The shift is visible across the sector. Hindustan Unilever has added direct-to-consumer health brands to its portfolio. Nestle India launched a new line of fortified cereals. Britannia introduced protein bars under its new health range. Each move targets younger shoppers who want convenience, low sugar, and transparent labels.
Those product pivots come with a cost. "The per-unit marketing spend is higher for new-age brands because you're selling a concept, not a commodity," said a category head at one of the top three FMCG firms. That spending pressures near-term margins, even as revenue from premium products grows faster than the core.
M&A activity has accelerated. Large firms are buying emerging D2C brands to capture Gen Z attention without building from scratch. HUL bought Minimalist in 2022. Marico acquired a stake in Wellbeing Nutrition. The pattern: pay a premium for growth, then integrate the brand into the parent distribution network.

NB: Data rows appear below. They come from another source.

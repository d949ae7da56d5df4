//! Harvest engine: runs one source's scraper end to end.
//!
//! A run looks up the source, opens a run log, builds the scraper from the
//! registry, then streams leads through validation and scoring into buffered
//! bulk saves. Problems below run granularity (a bad element, an invalid
//! lead, a duplicate) are counted; anything above ends the run and is
//! recorded in the log.

mod result;

pub use result::{PlatformStats, RunFailure, RunResult, SourceRunResult, SourceSummary};

use chrono::Utc;
use futures::stream::{self, StreamExt};
use tracing::{debug, error, info, warn};

use crate::models::{NewLead, RawLead, RunStatus, SourceConfig};
use crate::repository::{DbContext, DbError};
use crate::scoring::{score_lead, ScoreInput};
use crate::scrapers::{LeadScraper, LeadStream, ScraperRegistry};

/// Leads buffered before each bulk save.
pub const DEFAULT_BUFFER_SIZE: usize = 50;

/// Sources harvested at once by [`HarvestEngine::run_all_sources`].
pub const DEFAULT_RUN_ALL_CONCURRENCY: usize = 2;

/// Orchestrates harvest runs against the database.
#[derive(Clone)]
pub struct HarvestEngine {
    db: DbContext,
    registry: ScraperRegistry,
    buffer_size: usize,
    concurrency: usize,
}

impl HarvestEngine {
    pub fn new(db: DbContext, registry: ScraperRegistry) -> Self {
        Self {
            db,
            registry,
            buffer_size: DEFAULT_BUFFER_SIZE,
            concurrency: DEFAULT_RUN_ALL_CONCURRENCY,
        }
    }

    pub fn with_buffer_size(mut self, buffer_size: usize) -> Self {
        self.buffer_size = buffer_size.max(1);
        self
    }

    pub fn with_concurrency(mut self, concurrency: usize) -> Self {
        self.concurrency = concurrency.max(1);
        self
    }

    pub fn db(&self) -> &DbContext {
        &self.db
    }

    pub fn registry(&self) -> &ScraperRegistry {
        &self.registry
    }

    /// Harvest one source.
    ///
    /// Never returns an error: failures are reported through
    /// [`RunResult::failure`] together with whatever was saved before them.
    pub async fn run(&self, source_id: i64, max_leads: Option<usize>) -> RunResult {
        let source = match self.db.sources().get(source_id).await {
            Ok(Some(source)) => source,
            Ok(None) => {
                warn!("Harvest requested for unknown source {}", source_id);
                return RunResult::failed(RunFailure::SourceNotFound(source_id));
            }
            Err(e) => return RunResult::failed(RunFailure::Persistence(e.to_string())),
        };

        let log_id = match self.db.logs().start(source_id).await {
            Ok(id) => id,
            Err(e) => return RunResult::failed(RunFailure::Persistence(e.to_string())),
        };

        if !source.enabled {
            let mut result = RunResult::failed(RunFailure::SourceDisabled(source.name.clone()));
            self.finish_log(log_id, &mut result).await;
            return result;
        }

        let mut scraper = match self.registry.create(&source) {
            Ok(scraper) => scraper,
            Err(e) => {
                error!("Failed to create scraper for {}: {}", source.name, e);
                let mut result = RunResult::failed(RunFailure::ScraperUnavailable {
                    source_type: source.source_type.clone(),
                    reason: e.to_string(),
                });
                self.finish_log(log_id, &mut result).await;
                return result;
            }
        };

        info!("Starting harvest for source: {}", source.name);
        let mut result = RunResult::default();
        let outcome = self
            .harvest(&source, scraper.as_mut(), max_leads, &mut result)
            .await;
        scraper.cleanup().await;

        match outcome {
            Ok(()) => {
                result.success = true;
                info!(
                    "Harvest of {} completed: {} new leads saved, {} duplicates",
                    source.name, result.leads_saved, result.duplicates
                );
            }
            Err(failure) => {
                error!("Harvest of {} failed: {}", source.name, failure);
                result.fail(failure);
            }
        }

        self.finish_log(log_id, &mut result).await;
        result
    }

    async fn harvest(
        &self,
        source: &SourceConfig,
        scraper: &mut dyn LeadScraper,
        max_leads: Option<usize>,
        result: &mut RunResult,
    ) -> Result<(), RunFailure> {
        let mut stream = scraper
            .produce_leads()
            .await
            .map_err(|e| RunFailure::Scrape(e.to_string()))?;
        let outcome = self.consume(source, &mut stream, max_leads, result).await;
        stream.close();
        outcome
    }

    /// Drain the stream into the database.
    ///
    /// A scraper error discards the unflushed buffer; earlier flushes stay
    /// committed.
    async fn consume(
        &self,
        source: &SourceConfig,
        stream: &mut LeadStream,
        max_leads: Option<usize>,
        result: &mut RunResult,
    ) -> Result<(), RunFailure> {
        let mut buffer: Vec<NewLead> = Vec::with_capacity(self.buffer_size);
        let mut produced = 0usize;

        loop {
            if max_leads.is_some_and(|cap| produced >= cap) {
                debug!("{}: reached cap of {} leads", source.name, produced);
                break;
            }
            let raw = match stream.next().await {
                Some(Ok(raw)) => raw,
                Some(Err(e)) => return Err(RunFailure::Scrape(e.to_string())),
                None => break,
            };
            produced += 1;

            let lead = match validate(raw) {
                Ok(lead) => lead,
                Err(reason) => {
                    debug!("{}: {}", source.name, reason);
                    result.skipped += 1;
                    result.errors.push(reason);
                    continue;
                }
            };
            buffer.push(lead);
            result.leads_scraped += 1;

            if buffer.len() >= self.buffer_size {
                self.flush(source.id, &mut buffer, result).await?;
                info!(
                    "{}: {} scraped, {} saved, {} duplicates",
                    source.name, result.leads_scraped, result.leads_saved, result.duplicates
                );
            }
        }

        self.flush(source.id, &mut buffer, result).await
    }

    async fn flush(
        &self,
        source_id: i64,
        buffer: &mut Vec<NewLead>,
        result: &mut RunResult,
    ) -> Result<(), RunFailure> {
        if buffer.is_empty() {
            return Ok(());
        }
        let saved = self
            .db
            .leads()
            .bulk_save(source_id, buffer)
            .await
            .map_err(|e| RunFailure::Persistence(e.to_string()))?;
        buffer.clear();
        result.leads_saved += saved.saved;
        result.duplicates += saved.duplicates;
        Ok(())
    }

    /// Write the run's terminal status. A storage error here fails the run.
    async fn finish_log(&self, log_id: i64, result: &mut RunResult) {
        let status = if result.success {
            RunStatus::Success
        } else {
            RunStatus::Failed
        };
        let written = self
            .db
            .logs()
            .finish(
                log_id,
                status,
                result.leads_saved as i64,
                result.error.as_deref(),
            )
            .await;
        if let Err(e) = written {
            error!("Failed to update run log {}: {}", log_id, e);
            result.fail(RunFailure::Persistence(e.to_string()));
        }
    }

    /// Harvest every enabled source, a few at a time.
    ///
    /// Results come back in source order.
    pub async fn run_all_sources(
        &self,
        max_leads_per_source: Option<usize>,
    ) -> Result<Vec<SourceRunResult>, DbError> {
        let sources = self.db.sources().get_enabled().await?;
        info!("Harvesting {} enabled sources", sources.len());

        let results = stream::iter(sources)
            .map(|source| async move {
                info!("Processing source: {}", source.name);
                let result = self.run(source.id, max_leads_per_source).await;
                SourceRunResult {
                    source_id: source.id,
                    source_name: source.name,
                    result,
                }
            })
            .buffered(self.concurrency)
            .collect()
            .await;

        Ok(results)
    }

    /// Source, lead and run totals.
    pub async fn get_stats(&self) -> Result<PlatformStats, DbError> {
        let sources = self.db.sources().get_all().await?;
        let leads = self.db.leads();
        let logs = self.db.logs();

        let mut stats = PlatformStats {
            total_sources: sources.len(),
            enabled_sources: sources.iter().filter(|s| s.enabled).count(),
            ..Default::default()
        };
        for source in sources {
            let count = leads.count(Some(source.id)).await?;
            let runs = logs.stats(Some(source.id)).await?;
            stats.total_leads += count;
            stats.sources.push(SourceSummary {
                id: source.id,
                name: source.name,
                enabled: source.enabled,
                leads: count,
                runs,
            });
        }
        Ok(stats)
    }
}

/// Require a business name and at least one contact channel, then score.
fn validate(raw: RawLead) -> Result<NewLead, String> {
    let Some(name) = raw.name().map(str::to_string) else {
        return Err("Invalid lead skipped: Unknown (missing business name)".to_string());
    };
    if !raw.has_contact() {
        return Err(format!("Invalid lead skipped: {} (no contact details)", name));
    }

    let score = score_lead(&ScoreInput::fresh(&raw), Utc::now());
    NewLead::from_raw(raw, score).ok_or_else(|| format!("Invalid lead skipped: {}", name))
}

The read-through for investors is not uniform. Companies with strong premium portfolios and direct digital channels are better positioned. Those tied to mass-market staples face a longer adjustment. "Firms that lag on digital distribution will lose relevance with the 22-30 age bracket," said Abneesh Roy, analyst at Nuvama Institutional Equities.
Valuations reflect the divide. HUL trades at around 50 times forward earnings, a premium to ITC's 25 times, partly because of its exposure to younger demographics. The gap could widen if growth shifts further toward health-conscious segments, according to Roy.
Quarterly results for most big FMCG companies are due in January. Those reports will show whether premium brands are covering higher marketing spend.